-- Material shown follows --

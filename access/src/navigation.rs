//! Dashboard areas and the permission each one requires.

use serde::{Deserialize, Serialize};

#[cfg(feature = "typescript")]
use ts_rs::TS;

use crate::principal::Principal;

/// A top-level area of the records desk.
#[derive(Debug, Clone, Copy, PartialEq, Eq, Hash, Serialize, Deserialize)]
#[cfg_attr(feature = "typescript", derive(TS))]
#[cfg_attr(feature = "typescript", ts(export))]
#[serde(rename_all = "kebab-case")]
pub enum NavSection {
    Dashboard,
    Cases,
    CaseIntake,
    Criminals,
    Evidence,
    Suspects,
    Map,
    Search,
    Notifications,
    Audit,
    Users,
    Roles,
    Settings,
}

impl NavSection {
    /// Menu order.
    pub const ALL: [NavSection; 13] = [
        Self::Dashboard,
        Self::Cases,
        Self::CaseIntake,
        Self::Criminals,
        Self::Evidence,
        Self::Suspects,
        Self::Map,
        Self::Search,
        Self::Notifications,
        Self::Audit,
        Self::Users,
        Self::Roles,
        Self::Settings,
    ];

    /// Permission token that unlocks the section.
    pub fn required_permission(&self) -> &'static str {
        match self {
            Self::Dashboard => "read_dashboard",
            Self::Cases => "read_cases",
            Self::CaseIntake => "case_intake",
            Self::Criminals => "read_criminals",
            Self::Evidence => "read_evidence",
            Self::Suspects => "read_suspects",
            Self::Map => "read_map",
            Self::Search => "read_search",
            Self::Notifications => "read_notifications",
            Self::Audit => "read_audit",
            Self::Users => "manage_users",
            Self::Roles => "manage_roles",
            Self::Settings => "read_settings",
        }
    }

    pub fn label(&self) -> &'static str {
        match self {
            Self::Dashboard => "Dashboard",
            Self::Cases => "Case Management",
            Self::CaseIntake => "Case Intake",
            Self::Criminals => "Criminal Records",
            Self::Evidence => "Evidence Management",
            Self::Suspects => "Suspects & Witnesses",
            Self::Map => "Crime Map",
            Self::Search => "Search & Filter",
            Self::Notifications => "Notifications",
            Self::Audit => "Audit Logs",
            Self::Users => "User Management",
            Self::Roles => "Role Management",
            Self::Settings => "Settings",
        }
    }
}

/// Sections the principal may open, in menu order.
pub fn visible_sections(principal: &Principal) -> Vec<NavSection> {
    NavSection::ALL
        .into_iter()
        .filter(|s| principal.can(s.required_permission()))
        .collect()
}

#[cfg(test)]
mod tests {
    use super::*;
    use crate::evaluator::PermissionSet;
    use crate::principal::RoleTag;
    use crate::roles::default_permissions;

    fn principal(role: RoleTag, permissions: PermissionSet) -> Principal {
        Principal {
            id: "p".to_string(),
            username: "p".to_string(),
            display_name: "P".to_string(),
            badge: String::new(),
            department: String::new(),
            role,
            permissions,
            is_active: true,
            last_login: None,
        }
    }

    #[test]
    fn test_required_permissions_are_cataloged() {
        for section in NavSection::ALL {
            assert!(crate::catalog::is_known(section.required_permission()));
        }
    }

    #[test]
    fn test_officer_sections() {
        let p = principal(RoleTag::FieldOfficer, default_permissions(RoleTag::FieldOfficer));
        let sections = visible_sections(&p);
        assert_eq!(sections.first(), Some(&NavSection::Dashboard));
        assert!(sections.contains(&NavSection::CaseIntake));
        assert!(!sections.contains(&NavSection::Audit));
        assert!(!sections.contains(&NavSection::Users));
        assert_eq!(sections.len(), 9);
    }

    #[test]
    fn test_sentinel_sees_everything() {
        let p = principal(RoleTag::Administrator, PermissionSet::everything());
        assert_eq!(visible_sections(&p), NavSection::ALL.to_vec());
    }

    #[test]
    fn test_inactive_sees_nothing() {
        let mut p = principal(RoleTag::Administrator, PermissionSet::everything());
        p.is_active = false;
        assert!(visible_sections(&p).is_empty());
    }
}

-- Material shown concluded --

* [What this task involves] Set all of the material down once more, unchanged.

* [Written response]
filename access/src/navigation.rs
//! Dashboard areas and the permission each one requires.

use serde::{Deserialize, Serialize};

#[cfg(feature = "typescript")]
use ts_rs::TS;

use crate::principal::Principal;

/// A top-level area of the records desk.
#[derive(Debug, Clone, Copy, PartialEq, Eq, Hash, Serialize, Deserialize)]
#[cfg_attr(feature = "typescript", derive(TS))]
#[cfg_attr(feature = "typescript", ts(export))]
#[serde(rename_all = "kebab-case")]
pub enum NavSection {
    Dashboard,
    Cases,
    CaseIntake,
    Criminals,
    Evidence,
    Suspects,
    Map,
    Search,
    Notifications,
    Audit,
    Users,
    Roles,
    Settings,
}

impl NavSection {
    /// Menu order.
    pub const ALL: [NavSection; 13] = [
        Self::Dashboard,
        Self::Cases,
        Self::CaseIntake,
        Self::Criminals,
        Self::Evidence,
        Self::Suspects,
        Self::Map,
        Self::Search,
        Self::Notifications,
        Self::Audit,
        Self::Users,
        Self::Roles,
        Self::Settings,
    ];

    /// Permission token that unlocks the section.
    pub fn required_permission(&self) -> &'static str {
        match self {
            Self::Dashboard => "read_dashboard",
            Self::Cases => "read_cases",
            Self::CaseIntake => "case_intake",
            Self::Criminals => "read_criminals",
            Self::Evidence => "read_evidence",
            Self::Suspects => "read_suspects",
            Self::Map => "read_map",
            Self::Search => "read_search",
            Self::Notifications => "read_notifications",
            Self::Audit => "read_audit",
            Self::Users => "manage_users",
            Self::Roles => "manage_roles",
            Self::Settings => "read_settings",
        }
    }

    pub fn label(&self) -> &'static str {
        match self {
            Self::Dashboard => "Dashboard",
            Self::Cases => "Case Management",
            Self::CaseIntake => "Case Intake",
            Self::Criminals => "Criminal Records",
            Self::Evidence => "Evidence Management",
            Self::Suspects => "Suspects & Witnesses",
            Self::Map => "Crime Map",
            Self::Search => "Search & Filter",
            Self::Notifications => "Notifications",
            Self::Audit => "Audit Logs",
            Self::Users => "User Management",
            Self::Roles => "Role Management",
            Self::Settings => "Settings",
        }
    }
}

/// Sections the principal may open, in menu order.
pub fn visible_sections(principal: &Principal) -> Vec<NavSection> {
    NavSection::ALL
        .into_iter()
        .filter(|s| principal.can(s.required_permission()))
        .collect()
}

#[cfg(test)]
mod tests {
    use super::*;
    use crate::evaluator::PermissionSet;
    use crate::principal::RoleTag;
    use crate::roles::default_permissions;

    fn principal(role: RoleTag, permissions: PermissionSet) -> Principal {
        Principal {
            id: "p".to_string(),
            username: "p".to_string(),
            display_name: "P".to_string(),
            badge: String::new(),
            department: String::new(),
            role,
            permissions,
            is_active: true,
            last_login: None,
        }
    }

    #[test]
    fn test_required_permissions_are_cataloged() {
        for section in NavSection::ALL {
            assert!(crate::catalog::is_known(section.required_permission()));
        }
    }

    #[test]
    fn test_officer_sections() {
        let p = principal(RoleTag::FieldOfficer, default_permissions(RoleTag::FieldOfficer));
        let sections = visible_sections(&p);
        assert_eq!(sections.first(), Some(&NavSection::Dashboard));
        assert!(sections.contains(&NavSection::CaseIntake));
        assert!(!sections.contains(&NavSection::Audit));
        assert!(!sections.contains(&NavSection::Users));
        assert_eq!(sections.len(), 9);
    }

    #[test]
    fn test_sentinel_sees_everything() {
        let p = principal(RoleTag::Administrator, PermissionSet::everything());
        assert_eq!(visible_sections(&p), NavSection::ALL.to_vec());
    }

    #[test]
    fn test_inactive_sees_nothing() {
        let mut p = principal(RoleTag::Administrator, PermissionSet::everything());
        p.is_active = false;
        assert!(visible_sections(&p).is_empty());
    }
}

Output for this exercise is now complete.